Tuesday, April 05, 2005

 

the Acts of the Green Apples - Jean Stone Willans - Act 1

I cannot say the actual date that I was born but I remember the day distinctly. My Father had seen that I was nourished and cared for prior to the day that I was exploded from the womb of my churchmanship into an experience so real that everything in my life lost color by comparison.

The event of my conversion (the terminology is accurate, though I would not have approved of it at the time) was a curious blend of Catholicism and Protestantism. I had been nurtured for a short time in an Anglo-Catholicism (High Church Episcopalianism) which made me more catholic than the Catholics, and yet my personal experience of the living God has delighted almost all Protestants who have heard it, with the exception of one Plymouth Brethren elder who claimed my conversion couldn't be genuine unless it was based on some particular Scripture verse!

For approximately two years I had been religious. It is strange to make such a statement when I was christened as an infant in the Episcopal Church, raised in that doctrine, and had a brother who was a priest. And as a child I prayed. I think everyone has prayed to a God he knows the name of or to a God he does not know the name of, but I think this has very little to do with what I am talking about -- that vital personal encounter with the Creator through the Redeemer by the operation of the Holy Spirit.

Immediately prior to my birth I was kneeling before a crucifix saying my regular morning prayers when I suddenly knew I was a sinner. How ridiculous. What had I ever done that everyone else hadn't done at one time or another? As a matter of fact, I was a very respectable member of the community. But I knew. I can't say how I knew. And at the same instant I knew Jesus Christ had died for me. Of course my doctrine included the fact that Christ had died for the sins of the world -- but really now!

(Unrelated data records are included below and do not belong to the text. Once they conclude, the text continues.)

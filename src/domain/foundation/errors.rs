//! Error types for the domain layer.

use std::collections::HashMap;
use std::error::Error;
use std::fmt;
use thiserror::Error;

/// Errors that occur during value object construction.
#[derive(Debug, Clone, Error)]
pub enum ValidationError {
    #[error("Field '{field}' cannot be empty")]
    EmptyField { field: String },

    #[error("Field '{field}' has invalid format: {reason}")]
    InvalidFormat { field: String, reason: String },
}

impl ValidationError {
    /// Creates an empty field validation error.
    pub fn empty_field(field: impl Into<String>) -> Self {
        ValidationError::EmptyField {
            field: field.into(),
        }
    }

    /// Creates an invalid format validation error.
    pub fn invalid_format(field: impl Into<String>, reason: impl Into<String>) -> Self {
        ValidationError::InvalidFormat {
            field: field.into(),
            reason: reason.into(),
        }
    }
}

/// Error codes organized by category.
#[derive(Debug, Clone, Copy, PartialEq, Eq, Hash)]
pub enum ErrorCode {
    // Validation errors
    ValidationFailed,
    EmptyField,
    InvalidFormat,

    // Not found errors
    AccountNotFound,
    ConsumptionNotFound,

    // State errors
    InvalidStateTransition,
    AccountExists,

    // Business rejections
    NoCreditsRemaining,
    ProviderCallFailed,

    // Infrastructure errors
    DatabaseError,
    InternalError,
}

impl fmt::Display for ErrorCode {
    fn fmt(&self, f: &mut fmt::Formatter<'_>) -> fmt::Result {
        let s = match self {
            ErrorCode::ValidationFailed => "VALIDATION_FAILED",
            ErrorCode::EmptyField => "EMPTY_FIELD",
            ErrorCode::InvalidFormat => "INVALID_FORMAT",
            ErrorCode::AccountNotFound => "ACCOUNT_NOT_FOUND",
            ErrorCode::ConsumptionNotFound => "CONSUMPTION_NOT_FOUND",
            ErrorCode::InvalidStateTransition => "INVALID_STATE_TRANSITION",
            ErrorCode::AccountExists => "ACCOUNT_EXISTS",
            ErrorCode::NoCreditsRemaining => "NO_CREDITS_REMAINING",
            ErrorCode::ProviderCallFailed => "PROVIDER_CALL_FAILED",
            ErrorCode::DatabaseError => "DATABASE_ERROR",
            ErrorCode::InternalError => "INTERNAL_ERROR",
        };
        write!(f, "{}", s)
    }
}

/// Standard domain error with code, message, and optional details.
#[derive(Debug, Clone)]
pub struct DomainError {
    pub code: ErrorCode,
    pub message: String,
    pub details: HashMap<String, String>,
}

impl DomainError {
    /// Creates a new domain error.
    pub fn new(code: ErrorCode, message: impl Into<String>) -> Self {
        Self {
            code,
            message: message.into(),
            details: HashMap::new(),
        }
    }

    /// Creates a validation error for a specific field.
    pub fn validation(field: impl Into<String>, message: impl Into<String>) -> Self {
        Self {
            code: ErrorCode::ValidationFailed,
            message: message.into(),
            details: HashMap::new(),
        }
        .with_detail("field", field.into())
    }

    /// Creates a database error.
    pub fn database(message: impl Into<String>) -> Self {
        Self::new(ErrorCode::DatabaseError, message)
    }

    /// Adds a detail to the error.
    pub fn with_detail(mut self, key: impl Into<String>, value: impl Into<String>) -> Self {
        self.details.insert(key.into(), value.into());
        self
    }

    /// Returns true if the error represents an infrastructure fault
    /// rather than a business-rule rejection.
    pub fn is_transient(&self) -> bool {
        matches!(
            self.code,
            ErrorCode::DatabaseError | ErrorCode::InternalError
        )
    }
}

impl fmt::Display for DomainError {
    fn fmt(&self, f: &mut fmt::Formatter<'_>) -> fmt::Result {
        write!(f, "[{}] {}", self.code, self.message)
    }
}

impl Error for DomainError {}

#[cfg(test)]
mod tests {
    use super::*;

    #[test]
    fn validation_error_empty_field_displays_correctly() {
        let err = ValidationError::empty_field("landlord_id");
        assert_eq!(format!("{}", err), "Field 'landlord_id' cannot be empty");
    }

    #[test]
    fn validation_error_invalid_format_displays_correctly() {
        let err = ValidationError::invalid_format("signer_email", "missing @ symbol");
        assert_eq!(
            format!("{}", err),
            "Field 'signer_email' has invalid format: missing @ symbol"
        );
    }

    #[test]
    fn domain_error_displays_code_and_message() {
        let err = DomainError::new(ErrorCode::AccountNotFound, "Billing account not found");
        assert_eq!(
            format!("{}", err),
            "[ACCOUNT_NOT_FOUND] Billing account not found"
        );
    }

    #[test]
    fn domain_error_with_detail_adds_detail() {
        let err = DomainError::new(ErrorCode::ValidationFailed, "Validation failed")
            .with_detail("field", "owner_id");
        assert_eq!(
            err.details.get("field").map(String::as_str),
            Some("owner_id")
        );
    }

    #[test]
    fn database_error_is_transient() {
        assert!(DomainError::database("connection refused").is_transient());
    }

    #[test]
    fn no_credits_is_not_transient() {
        let err = DomainError::new(ErrorCode::NoCreditsRemaining, "no credits");
        assert!(!err.is_transient());
    }
}
//! E-signature provider configuration

use secrecy::{ExposeSecret, SecretString};
use serde::Deserialize;
use std::time::Duration;

use super::error::ValidationError;

/// E-signature provider configuration
#[derive(Debug, Clone, Deserialize)]
pub struct EsignConfig {
    /// Provider API base URL
    pub base_url: String,

    /// Provider API key
    pub api_key: SecretString,

    /// Bound on a single envelope call; every call is paid, so a hung
    /// request must release its credit reservation promptly
    #[serde(default = "default_call_timeout")]
    pub call_timeout_secs: u64,
}

impl EsignConfig {
    /// Get the call timeout as Duration
    pub fn call_timeout(&self) -> Duration {
        Duration::from_secs(self.call_timeout_secs)
    }

    /// Validate e-sign configuration
    pub fn validate(&self) -> Result<(), ValidationError> {
        if self.api_key.expose_secret().is_empty() {
            return Err(ValidationError::MissingRequired("ESIGN_API_KEY"));
        }
        if !self.base_url.starts_with("http://") && !self.base_url.starts_with("https://") {
            return Err(ValidationError::InvalidEsignUrl);
        }
        if self.call_timeout_secs == 0 || self.call_timeout_secs > 120 {
            return Err(ValidationError::InvalidEsignTimeout);
        }
        Ok(())
    }
}

fn default_call_timeout() -> u64 {
    20
}

#[cfg(test)]
mod tests {
    use super::*;

    fn config(base_url: &str, timeout: u64) -> EsignConfig {
        EsignConfig {
            base_url: base_url.to_string(),
            api_key: SecretString::new("esk_test".to_string()),
            call_timeout_secs: timeout,
        }
    }

    #[test]
    fn test_call_timeout_duration() {
        assert_eq!(
            config("https://esign.example.com", 20).call_timeout(),
            Duration::from_secs(20)
        );
    }

    #[test]
    fn test_validation_invalid_url() {
        assert!(config("esign.example.com", 20).validate().is_err());
    }

    #[test]
    fn test_validation_zero_timeout() {
        assert!(config("https://esign.example.com", 0).validate().is_err());
    }

    #[test]
    fn test_validation_valid_config() {
        assert!(config("https://esign.example.com", 20).validate().is_ok());
    }
}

No one had ever told me that if there hadn't been anyone in the world but Jean, He would have died for me. But I suddenly knew that it was true and that He had. It was as though the Universe had split and revealed to me a truth unknown by anyone else -- a truth of such magnitude as to transform my entire life. Somehow I understood within my innermost self everything: why He died, why it was necessary that He die, why I needed Him. The enormity of God Himself bothering with me was too much for my finite being and I prostrated myself upon the floor and burst into tears.

I looked up at the crucifix in thanksgiving and was surprised to see light streaming from it. Foolishness. Emotion. I looked again. It was there. My mind inquired what it could mean, and I finally came to the conclusion that God was trying to tell me that this experience was important. But I couldn't name what had happened to me or explain why it should be important, except that any experience with God would be important.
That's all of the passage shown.